[Opening Supplied data section]

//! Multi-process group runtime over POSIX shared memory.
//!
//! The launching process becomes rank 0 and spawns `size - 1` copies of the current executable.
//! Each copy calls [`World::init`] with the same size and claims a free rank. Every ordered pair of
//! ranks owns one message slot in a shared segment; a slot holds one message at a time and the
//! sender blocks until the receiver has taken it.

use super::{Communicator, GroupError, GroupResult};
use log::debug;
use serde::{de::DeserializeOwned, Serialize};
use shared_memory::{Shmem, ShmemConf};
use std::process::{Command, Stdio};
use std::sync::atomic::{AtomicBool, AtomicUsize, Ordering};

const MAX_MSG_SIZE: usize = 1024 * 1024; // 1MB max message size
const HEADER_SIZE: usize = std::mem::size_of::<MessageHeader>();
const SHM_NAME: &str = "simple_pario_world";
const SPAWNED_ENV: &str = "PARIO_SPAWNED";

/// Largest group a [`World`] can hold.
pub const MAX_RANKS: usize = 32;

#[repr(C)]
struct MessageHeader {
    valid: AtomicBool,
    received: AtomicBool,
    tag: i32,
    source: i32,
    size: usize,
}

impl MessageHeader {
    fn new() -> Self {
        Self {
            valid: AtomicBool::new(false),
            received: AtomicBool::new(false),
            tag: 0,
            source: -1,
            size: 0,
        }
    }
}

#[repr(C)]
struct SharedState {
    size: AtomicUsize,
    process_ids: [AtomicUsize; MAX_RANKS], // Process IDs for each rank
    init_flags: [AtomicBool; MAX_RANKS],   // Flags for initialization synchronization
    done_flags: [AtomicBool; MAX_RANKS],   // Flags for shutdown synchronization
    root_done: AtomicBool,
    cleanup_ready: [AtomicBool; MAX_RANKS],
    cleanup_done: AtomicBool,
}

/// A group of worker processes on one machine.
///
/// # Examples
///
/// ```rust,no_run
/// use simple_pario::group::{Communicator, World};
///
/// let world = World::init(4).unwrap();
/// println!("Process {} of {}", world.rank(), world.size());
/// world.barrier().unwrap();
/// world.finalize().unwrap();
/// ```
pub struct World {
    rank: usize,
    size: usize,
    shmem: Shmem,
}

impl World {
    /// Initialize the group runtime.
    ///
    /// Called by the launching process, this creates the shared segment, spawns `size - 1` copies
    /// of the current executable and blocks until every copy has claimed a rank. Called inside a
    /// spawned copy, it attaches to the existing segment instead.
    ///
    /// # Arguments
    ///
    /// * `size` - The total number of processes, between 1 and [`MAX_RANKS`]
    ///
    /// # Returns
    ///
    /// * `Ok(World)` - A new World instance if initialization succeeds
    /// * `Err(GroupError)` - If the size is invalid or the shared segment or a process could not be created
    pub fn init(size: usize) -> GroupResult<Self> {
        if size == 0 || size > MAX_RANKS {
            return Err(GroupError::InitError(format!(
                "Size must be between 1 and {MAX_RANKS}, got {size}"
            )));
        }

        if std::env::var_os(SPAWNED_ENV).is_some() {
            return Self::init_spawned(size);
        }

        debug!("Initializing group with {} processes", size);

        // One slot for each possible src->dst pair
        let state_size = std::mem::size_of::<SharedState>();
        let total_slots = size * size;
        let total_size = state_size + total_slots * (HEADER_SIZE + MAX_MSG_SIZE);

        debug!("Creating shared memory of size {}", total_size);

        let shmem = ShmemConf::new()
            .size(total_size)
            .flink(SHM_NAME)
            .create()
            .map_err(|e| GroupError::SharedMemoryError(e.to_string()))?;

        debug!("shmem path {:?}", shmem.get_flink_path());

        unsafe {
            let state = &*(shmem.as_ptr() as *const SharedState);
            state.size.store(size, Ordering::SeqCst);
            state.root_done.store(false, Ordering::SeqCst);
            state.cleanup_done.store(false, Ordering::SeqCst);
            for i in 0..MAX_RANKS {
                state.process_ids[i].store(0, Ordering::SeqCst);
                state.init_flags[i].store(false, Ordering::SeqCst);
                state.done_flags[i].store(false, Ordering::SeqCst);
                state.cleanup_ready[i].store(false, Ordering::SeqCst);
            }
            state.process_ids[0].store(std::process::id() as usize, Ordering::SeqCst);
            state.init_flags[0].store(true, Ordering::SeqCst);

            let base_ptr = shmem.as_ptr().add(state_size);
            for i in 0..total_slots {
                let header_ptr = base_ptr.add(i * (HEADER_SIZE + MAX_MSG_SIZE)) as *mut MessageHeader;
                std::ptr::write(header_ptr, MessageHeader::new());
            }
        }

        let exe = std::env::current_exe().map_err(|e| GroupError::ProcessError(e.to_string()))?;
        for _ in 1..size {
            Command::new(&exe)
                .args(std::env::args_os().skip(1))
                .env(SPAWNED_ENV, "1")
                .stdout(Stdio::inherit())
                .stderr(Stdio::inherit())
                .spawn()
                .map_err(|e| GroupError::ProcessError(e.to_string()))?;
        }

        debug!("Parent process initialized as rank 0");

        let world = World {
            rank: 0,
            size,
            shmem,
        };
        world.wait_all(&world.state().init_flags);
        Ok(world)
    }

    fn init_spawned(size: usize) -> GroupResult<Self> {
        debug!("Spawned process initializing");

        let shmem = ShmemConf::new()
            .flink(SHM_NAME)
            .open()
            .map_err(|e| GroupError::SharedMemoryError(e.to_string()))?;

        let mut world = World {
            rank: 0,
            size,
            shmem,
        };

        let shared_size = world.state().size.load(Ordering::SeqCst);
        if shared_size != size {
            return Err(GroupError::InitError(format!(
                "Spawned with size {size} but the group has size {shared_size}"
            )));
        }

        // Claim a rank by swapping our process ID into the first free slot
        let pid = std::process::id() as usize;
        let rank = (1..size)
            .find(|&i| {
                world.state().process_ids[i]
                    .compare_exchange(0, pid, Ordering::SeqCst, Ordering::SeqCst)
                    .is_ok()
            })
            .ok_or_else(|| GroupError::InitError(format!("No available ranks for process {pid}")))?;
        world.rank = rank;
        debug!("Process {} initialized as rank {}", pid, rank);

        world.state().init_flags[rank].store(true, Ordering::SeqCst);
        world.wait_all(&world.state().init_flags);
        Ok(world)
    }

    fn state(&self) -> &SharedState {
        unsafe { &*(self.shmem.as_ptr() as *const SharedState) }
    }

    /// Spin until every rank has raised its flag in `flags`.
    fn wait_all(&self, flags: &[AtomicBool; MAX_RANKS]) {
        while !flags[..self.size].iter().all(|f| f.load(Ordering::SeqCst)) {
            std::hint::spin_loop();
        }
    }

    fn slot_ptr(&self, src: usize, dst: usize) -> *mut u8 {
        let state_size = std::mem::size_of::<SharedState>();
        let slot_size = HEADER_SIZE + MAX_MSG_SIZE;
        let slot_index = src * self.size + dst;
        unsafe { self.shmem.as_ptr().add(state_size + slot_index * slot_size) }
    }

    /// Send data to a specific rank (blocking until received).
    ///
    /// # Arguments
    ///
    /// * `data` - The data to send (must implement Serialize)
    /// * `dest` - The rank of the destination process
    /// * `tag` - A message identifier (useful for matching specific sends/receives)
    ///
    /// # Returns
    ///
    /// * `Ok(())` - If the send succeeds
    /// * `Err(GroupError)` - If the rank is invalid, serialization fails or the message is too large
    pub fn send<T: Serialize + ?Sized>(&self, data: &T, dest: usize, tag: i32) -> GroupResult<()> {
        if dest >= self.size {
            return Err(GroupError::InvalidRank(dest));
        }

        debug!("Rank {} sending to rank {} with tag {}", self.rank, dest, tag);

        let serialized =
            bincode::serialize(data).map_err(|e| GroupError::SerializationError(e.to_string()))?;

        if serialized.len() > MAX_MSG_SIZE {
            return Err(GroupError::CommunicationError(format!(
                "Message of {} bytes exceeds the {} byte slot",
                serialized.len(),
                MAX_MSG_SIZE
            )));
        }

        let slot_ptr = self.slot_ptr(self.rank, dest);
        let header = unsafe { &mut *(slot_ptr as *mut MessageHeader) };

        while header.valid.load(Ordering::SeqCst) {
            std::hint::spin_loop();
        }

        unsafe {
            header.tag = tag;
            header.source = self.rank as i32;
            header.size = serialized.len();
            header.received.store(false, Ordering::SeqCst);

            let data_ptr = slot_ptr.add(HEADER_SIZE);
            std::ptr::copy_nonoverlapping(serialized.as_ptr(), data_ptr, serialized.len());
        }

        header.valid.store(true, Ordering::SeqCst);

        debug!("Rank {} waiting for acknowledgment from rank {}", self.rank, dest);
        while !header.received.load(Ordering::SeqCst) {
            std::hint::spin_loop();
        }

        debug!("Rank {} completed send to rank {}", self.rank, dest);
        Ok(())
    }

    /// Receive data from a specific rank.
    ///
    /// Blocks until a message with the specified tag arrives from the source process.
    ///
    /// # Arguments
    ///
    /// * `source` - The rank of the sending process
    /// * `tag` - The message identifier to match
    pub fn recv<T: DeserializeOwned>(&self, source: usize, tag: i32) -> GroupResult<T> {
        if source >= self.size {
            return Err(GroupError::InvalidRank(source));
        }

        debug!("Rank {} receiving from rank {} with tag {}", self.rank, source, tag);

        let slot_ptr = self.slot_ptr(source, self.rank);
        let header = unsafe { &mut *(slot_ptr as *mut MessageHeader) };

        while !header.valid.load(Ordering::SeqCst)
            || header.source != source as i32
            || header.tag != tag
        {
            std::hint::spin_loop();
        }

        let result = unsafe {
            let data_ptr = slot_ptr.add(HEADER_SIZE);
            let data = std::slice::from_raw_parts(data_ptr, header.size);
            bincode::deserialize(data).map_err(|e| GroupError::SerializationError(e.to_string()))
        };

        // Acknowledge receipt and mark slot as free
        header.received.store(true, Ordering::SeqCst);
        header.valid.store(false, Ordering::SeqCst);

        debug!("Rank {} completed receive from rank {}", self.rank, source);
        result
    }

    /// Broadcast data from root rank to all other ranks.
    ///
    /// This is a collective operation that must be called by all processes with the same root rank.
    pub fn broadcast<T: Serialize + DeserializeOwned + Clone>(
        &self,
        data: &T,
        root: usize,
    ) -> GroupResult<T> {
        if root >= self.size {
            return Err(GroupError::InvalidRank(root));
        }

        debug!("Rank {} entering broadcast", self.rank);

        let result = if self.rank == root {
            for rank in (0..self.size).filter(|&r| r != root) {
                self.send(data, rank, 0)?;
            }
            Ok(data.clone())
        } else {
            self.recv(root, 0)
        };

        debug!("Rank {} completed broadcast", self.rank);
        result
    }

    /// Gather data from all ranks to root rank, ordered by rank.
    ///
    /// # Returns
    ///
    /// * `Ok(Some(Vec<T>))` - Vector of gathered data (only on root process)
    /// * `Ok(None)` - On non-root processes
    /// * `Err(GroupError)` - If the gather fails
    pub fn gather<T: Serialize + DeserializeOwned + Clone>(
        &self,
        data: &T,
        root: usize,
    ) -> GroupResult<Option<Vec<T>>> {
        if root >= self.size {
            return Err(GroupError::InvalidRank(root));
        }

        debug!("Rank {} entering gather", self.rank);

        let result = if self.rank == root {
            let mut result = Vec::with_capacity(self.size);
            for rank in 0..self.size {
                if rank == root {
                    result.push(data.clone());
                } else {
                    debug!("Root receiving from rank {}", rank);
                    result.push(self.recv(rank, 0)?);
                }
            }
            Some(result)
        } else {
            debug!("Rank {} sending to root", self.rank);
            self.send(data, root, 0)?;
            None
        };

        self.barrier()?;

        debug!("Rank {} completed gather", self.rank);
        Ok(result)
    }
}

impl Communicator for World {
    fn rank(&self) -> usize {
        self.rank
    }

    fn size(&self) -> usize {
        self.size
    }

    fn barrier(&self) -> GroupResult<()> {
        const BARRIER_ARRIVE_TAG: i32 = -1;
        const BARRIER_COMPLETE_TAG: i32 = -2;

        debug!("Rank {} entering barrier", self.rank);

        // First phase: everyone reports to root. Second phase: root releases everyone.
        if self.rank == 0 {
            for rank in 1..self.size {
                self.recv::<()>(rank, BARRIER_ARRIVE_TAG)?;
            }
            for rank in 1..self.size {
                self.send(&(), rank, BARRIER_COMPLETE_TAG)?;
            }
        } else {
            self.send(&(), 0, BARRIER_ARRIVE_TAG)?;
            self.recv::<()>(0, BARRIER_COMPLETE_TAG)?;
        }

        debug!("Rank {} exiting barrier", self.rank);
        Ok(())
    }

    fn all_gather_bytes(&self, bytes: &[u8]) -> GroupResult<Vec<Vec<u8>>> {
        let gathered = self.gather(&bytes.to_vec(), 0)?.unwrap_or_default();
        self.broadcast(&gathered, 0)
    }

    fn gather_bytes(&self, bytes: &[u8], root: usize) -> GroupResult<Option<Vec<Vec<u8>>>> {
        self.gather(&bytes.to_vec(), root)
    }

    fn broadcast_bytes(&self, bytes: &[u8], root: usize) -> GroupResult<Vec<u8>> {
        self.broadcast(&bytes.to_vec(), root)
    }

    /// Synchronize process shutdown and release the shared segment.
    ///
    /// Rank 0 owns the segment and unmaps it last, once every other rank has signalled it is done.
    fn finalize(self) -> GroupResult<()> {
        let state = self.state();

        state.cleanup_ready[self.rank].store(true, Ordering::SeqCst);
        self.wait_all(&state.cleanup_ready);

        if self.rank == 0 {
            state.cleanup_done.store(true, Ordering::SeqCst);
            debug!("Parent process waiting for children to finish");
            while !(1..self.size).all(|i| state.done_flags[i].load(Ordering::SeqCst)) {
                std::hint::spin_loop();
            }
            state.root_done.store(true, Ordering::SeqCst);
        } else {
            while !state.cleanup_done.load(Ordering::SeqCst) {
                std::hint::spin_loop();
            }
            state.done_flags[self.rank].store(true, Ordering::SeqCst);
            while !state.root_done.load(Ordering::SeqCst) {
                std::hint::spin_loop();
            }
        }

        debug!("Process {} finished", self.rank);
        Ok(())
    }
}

[Closing Supplied data section]
[Opening Supplied data section]

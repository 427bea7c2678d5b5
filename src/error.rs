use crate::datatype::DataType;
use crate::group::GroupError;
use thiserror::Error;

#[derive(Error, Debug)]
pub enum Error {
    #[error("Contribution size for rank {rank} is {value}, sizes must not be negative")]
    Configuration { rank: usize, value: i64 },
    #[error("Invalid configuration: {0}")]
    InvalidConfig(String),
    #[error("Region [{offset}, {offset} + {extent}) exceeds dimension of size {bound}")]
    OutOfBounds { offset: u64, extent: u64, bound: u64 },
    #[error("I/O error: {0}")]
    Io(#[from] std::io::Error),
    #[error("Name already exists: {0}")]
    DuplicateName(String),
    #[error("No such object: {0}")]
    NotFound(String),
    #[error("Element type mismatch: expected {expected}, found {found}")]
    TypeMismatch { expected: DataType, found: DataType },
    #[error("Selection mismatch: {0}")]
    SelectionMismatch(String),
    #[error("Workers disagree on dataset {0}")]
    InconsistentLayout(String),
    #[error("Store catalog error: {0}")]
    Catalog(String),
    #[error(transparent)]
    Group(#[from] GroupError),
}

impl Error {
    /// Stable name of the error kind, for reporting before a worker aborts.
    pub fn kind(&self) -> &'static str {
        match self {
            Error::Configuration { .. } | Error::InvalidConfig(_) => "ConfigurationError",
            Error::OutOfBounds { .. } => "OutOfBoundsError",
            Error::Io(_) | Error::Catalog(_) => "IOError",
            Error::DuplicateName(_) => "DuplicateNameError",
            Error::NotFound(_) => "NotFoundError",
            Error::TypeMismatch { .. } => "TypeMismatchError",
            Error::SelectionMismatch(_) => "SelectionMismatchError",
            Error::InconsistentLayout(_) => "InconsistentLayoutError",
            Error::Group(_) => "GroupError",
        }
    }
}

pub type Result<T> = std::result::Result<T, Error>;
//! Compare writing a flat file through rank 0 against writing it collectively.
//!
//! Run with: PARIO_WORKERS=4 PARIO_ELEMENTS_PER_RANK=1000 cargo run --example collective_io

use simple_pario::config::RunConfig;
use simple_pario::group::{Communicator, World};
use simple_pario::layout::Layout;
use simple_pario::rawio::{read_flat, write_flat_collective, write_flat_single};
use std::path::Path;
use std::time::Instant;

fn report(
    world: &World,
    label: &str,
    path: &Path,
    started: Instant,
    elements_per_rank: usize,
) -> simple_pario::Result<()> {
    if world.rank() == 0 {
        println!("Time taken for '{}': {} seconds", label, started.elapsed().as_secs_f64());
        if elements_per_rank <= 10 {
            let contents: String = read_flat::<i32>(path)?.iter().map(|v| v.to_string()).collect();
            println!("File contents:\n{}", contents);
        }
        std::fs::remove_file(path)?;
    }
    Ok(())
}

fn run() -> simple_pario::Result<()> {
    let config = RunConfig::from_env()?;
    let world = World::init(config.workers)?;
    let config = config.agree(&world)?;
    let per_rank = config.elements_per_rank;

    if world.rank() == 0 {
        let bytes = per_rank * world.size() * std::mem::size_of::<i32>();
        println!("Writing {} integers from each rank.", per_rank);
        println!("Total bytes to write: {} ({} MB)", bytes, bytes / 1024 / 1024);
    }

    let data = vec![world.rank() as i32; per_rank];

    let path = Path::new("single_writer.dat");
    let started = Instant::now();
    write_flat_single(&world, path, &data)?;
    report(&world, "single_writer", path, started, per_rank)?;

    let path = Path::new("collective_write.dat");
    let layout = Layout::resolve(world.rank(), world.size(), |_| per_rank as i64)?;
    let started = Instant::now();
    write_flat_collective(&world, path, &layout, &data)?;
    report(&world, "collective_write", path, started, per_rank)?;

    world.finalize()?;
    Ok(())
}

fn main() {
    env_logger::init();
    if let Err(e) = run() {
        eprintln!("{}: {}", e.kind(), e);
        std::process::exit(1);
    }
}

[Closing Supplied data section]
[Opening Supplied data section]

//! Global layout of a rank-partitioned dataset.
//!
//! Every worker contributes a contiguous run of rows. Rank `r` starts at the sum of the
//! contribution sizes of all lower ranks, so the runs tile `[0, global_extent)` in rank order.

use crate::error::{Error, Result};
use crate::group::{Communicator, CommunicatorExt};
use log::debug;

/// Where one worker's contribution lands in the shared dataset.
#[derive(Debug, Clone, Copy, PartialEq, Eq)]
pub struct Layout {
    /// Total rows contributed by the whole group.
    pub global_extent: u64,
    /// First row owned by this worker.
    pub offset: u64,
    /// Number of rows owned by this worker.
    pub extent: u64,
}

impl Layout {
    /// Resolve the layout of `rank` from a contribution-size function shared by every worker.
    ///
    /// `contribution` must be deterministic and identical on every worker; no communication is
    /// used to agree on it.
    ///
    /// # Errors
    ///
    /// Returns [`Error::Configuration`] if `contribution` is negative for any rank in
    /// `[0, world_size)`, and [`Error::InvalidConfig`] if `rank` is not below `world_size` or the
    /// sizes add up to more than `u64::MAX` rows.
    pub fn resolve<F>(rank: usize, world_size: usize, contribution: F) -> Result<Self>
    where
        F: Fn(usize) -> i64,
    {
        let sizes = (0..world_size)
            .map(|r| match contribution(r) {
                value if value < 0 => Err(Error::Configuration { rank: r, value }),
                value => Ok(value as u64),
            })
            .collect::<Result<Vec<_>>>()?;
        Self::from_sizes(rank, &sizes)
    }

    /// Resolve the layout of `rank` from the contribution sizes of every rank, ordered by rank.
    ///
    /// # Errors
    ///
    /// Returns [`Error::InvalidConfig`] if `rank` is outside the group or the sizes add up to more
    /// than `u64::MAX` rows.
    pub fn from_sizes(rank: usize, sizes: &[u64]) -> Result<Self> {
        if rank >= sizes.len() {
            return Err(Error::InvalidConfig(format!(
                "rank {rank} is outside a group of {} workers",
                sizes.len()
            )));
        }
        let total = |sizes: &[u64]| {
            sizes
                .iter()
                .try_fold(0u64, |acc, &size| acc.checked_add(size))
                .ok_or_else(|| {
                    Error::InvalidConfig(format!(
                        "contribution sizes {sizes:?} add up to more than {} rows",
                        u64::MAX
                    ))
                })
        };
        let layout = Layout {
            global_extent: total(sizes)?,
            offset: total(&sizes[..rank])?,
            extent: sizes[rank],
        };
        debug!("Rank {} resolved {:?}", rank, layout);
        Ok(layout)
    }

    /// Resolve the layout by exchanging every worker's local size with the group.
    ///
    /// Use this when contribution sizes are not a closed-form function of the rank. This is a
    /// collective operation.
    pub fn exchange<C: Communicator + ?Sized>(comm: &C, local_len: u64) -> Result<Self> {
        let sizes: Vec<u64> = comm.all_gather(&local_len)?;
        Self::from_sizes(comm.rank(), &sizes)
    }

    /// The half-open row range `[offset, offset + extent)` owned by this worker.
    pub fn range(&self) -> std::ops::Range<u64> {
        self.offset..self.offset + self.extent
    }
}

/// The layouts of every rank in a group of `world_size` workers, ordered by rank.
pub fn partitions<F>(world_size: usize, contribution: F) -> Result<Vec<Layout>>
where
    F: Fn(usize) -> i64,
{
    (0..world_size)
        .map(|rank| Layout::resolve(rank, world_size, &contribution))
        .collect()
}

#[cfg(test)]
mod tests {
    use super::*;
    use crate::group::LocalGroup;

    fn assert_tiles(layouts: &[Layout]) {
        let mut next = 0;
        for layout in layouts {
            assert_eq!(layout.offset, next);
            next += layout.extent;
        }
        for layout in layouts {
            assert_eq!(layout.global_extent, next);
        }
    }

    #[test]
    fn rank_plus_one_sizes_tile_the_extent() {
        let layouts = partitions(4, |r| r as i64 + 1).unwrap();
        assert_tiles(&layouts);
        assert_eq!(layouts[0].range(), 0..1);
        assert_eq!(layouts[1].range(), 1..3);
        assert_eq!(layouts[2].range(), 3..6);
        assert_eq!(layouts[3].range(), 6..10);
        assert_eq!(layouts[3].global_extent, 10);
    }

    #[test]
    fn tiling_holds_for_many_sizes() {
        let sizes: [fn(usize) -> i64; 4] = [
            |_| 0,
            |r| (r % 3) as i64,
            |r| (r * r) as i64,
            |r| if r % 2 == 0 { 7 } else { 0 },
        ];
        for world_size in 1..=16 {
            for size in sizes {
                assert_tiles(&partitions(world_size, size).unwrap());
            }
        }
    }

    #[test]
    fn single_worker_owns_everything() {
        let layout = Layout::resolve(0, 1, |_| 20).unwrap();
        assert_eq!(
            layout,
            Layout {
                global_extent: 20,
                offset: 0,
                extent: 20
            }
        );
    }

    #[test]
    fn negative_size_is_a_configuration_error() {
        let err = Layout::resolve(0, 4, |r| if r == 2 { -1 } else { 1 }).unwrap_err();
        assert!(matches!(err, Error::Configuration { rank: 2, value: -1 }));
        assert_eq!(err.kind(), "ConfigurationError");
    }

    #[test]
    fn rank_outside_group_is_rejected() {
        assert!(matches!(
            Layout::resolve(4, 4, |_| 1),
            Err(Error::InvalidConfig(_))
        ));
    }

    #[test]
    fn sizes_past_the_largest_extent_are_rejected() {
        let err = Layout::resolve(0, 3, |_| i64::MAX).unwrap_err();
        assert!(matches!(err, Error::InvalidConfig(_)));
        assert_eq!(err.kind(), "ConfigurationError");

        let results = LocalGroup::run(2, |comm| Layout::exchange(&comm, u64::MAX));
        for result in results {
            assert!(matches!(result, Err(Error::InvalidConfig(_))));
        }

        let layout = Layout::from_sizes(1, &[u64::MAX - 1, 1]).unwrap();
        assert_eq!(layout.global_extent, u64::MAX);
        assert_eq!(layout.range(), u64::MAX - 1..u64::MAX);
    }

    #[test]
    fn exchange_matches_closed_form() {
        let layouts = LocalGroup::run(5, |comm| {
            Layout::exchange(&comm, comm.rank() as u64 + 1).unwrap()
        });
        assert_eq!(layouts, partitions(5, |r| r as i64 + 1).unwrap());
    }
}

[Closing Supplied data section]

## [Task objective]
In the listing above, show every line with the word "Communicator".

## [Answer box]
use super::{Communicator, GroupError, GroupResult};
/// use simple_pario::group::{Communicator, World};
impl Communicator for World {
use simple_pario::group::{Communicator, World};
use crate::group::{Communicator, CommunicatorExt};
    pub fn exchange<C: Communicator + ?Sized>(comm: &C, local_len: u64) -> Result<Self> {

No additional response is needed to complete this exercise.